WASATCH VALLEY, Utah– The ugly brown snow that fell over much of Utah last week got everybody’s cars dirty. But it can also have an impact on spring runoff from the Wasatch Mountains.
McKenzie Skiles, an assistant professor of geography at the University of Utah studies the effects of windblown dust and air pollution on winter snowfall. Dust and soot make the snow darker, so it absorbs more sunlight and melts faster, she explained.
Skiles says windblown dust events tend to happen later in the year, and it’s unusual to have one so early. The dust comes from Western landscapes disturbed by human activity such as grazing and mining and also from the dry shoreline of the Great Salt Lake.
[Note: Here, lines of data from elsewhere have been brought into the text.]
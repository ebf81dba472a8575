//! Database schema and migrations
//!
//! Uses SQLite with embedded migrations managed via PRAGMA user_version.

use rusqlite::Connection;

/// Current schema version
pub const SCHEMA_VERSION: i32 = 1;

/// SQL migrations, indexed by version number
const MIGRATIONS: &[&str] = &[
    // Version 1: key/value blob store
    r#"
    -- One JSON document per key (project list, context map, chat logs, threads)
    CREATE TABLE IF NOT EXISTS blobs (
        key              TEXT PRIMARY KEY,
        value            TEXT NOT NULL,
        updated_at       DATETIME NOT NULL
    );
    "#,
];

/// Run all pending migrations
pub fn run_migrations(conn: &Connection) -> crate::error::Result<()> {
    let current_version: i32 = conn
        .query_row("PRAGMA user_version", [], |r| r.get(0))
        .unwrap_or(0);

    tracing::info!(
        current_version,
        target_version = SCHEMA_VERSION,
        "Checking database migrations"
    );

    for (i, migration) in MIGRATIONS.iter().enumerate() {
        let version = (i + 1) as i32;
        if version > current_version {
            tracing::info!(version, "Running migration");
            conn.execute_batch(migration)?;
            conn.execute(&format!("PRAGMA user_version = {}", version), [])?;
        }
    }

    if current_version < SCHEMA_VERSION {
        tracing::info!(
            from = current_version,
            to = SCHEMA_VERSION,
            "Migrations complete"
        );
    }

    Ok(())
}

/// Get the current schema version from the database
pub fn get_schema_version(conn: &Connection) -> crate::error::Result<i32> {
    let version: i32 = conn.query_row("PRAGMA user_version", [], |r| r.get(0))?;
    Ok(version)
}

#[cfg(test)]
mod tests {
    use super::*;

    #[test]
    fn test_migrations_idempotent() {
        let conn = Connection::open_in_memory().unwrap();

        run_migrations(&conn).unwrap();
        run_migrations(&conn).unwrap();

        let version = get_schema_version(&conn).unwrap();
        assert_eq!(version, SCHEMA_VERSION);
    }

    #[test]
    fn test_blobs_table_created() {
        let conn = Connection::open_in_memory().unwrap();
        run_migrations(&conn).unwrap();

        let exists: i32 = conn
            .query_row(
                "SELECT COUNT(*) FROM sqlite_master WHERE type='table' AND name='blobs'",
                [],
                |r| r.get(0),
            )
            .unwrap();
        assert_eq!(exists, 1);
    }
}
Utah’s polluted urban air also includes black soot that colors the snow, but Skiles noted it’s much less significant than the windblown dust is in affecting spring runoff.
While it’s likely some of last week’s dusty snow will be covered by white snow later in the winter, Skiles says the brown layer can still have an effect. “Later in the season, it will actually re-emerge. That dust doesn’t get carried away in the meltwater as the snow starts to melt,” she said regarding the dirty snow.
Hydrologists say much of Utah’s spring runoff this year could soak into the soil rather than filling the state’s reservoirs because the past year has been so dry.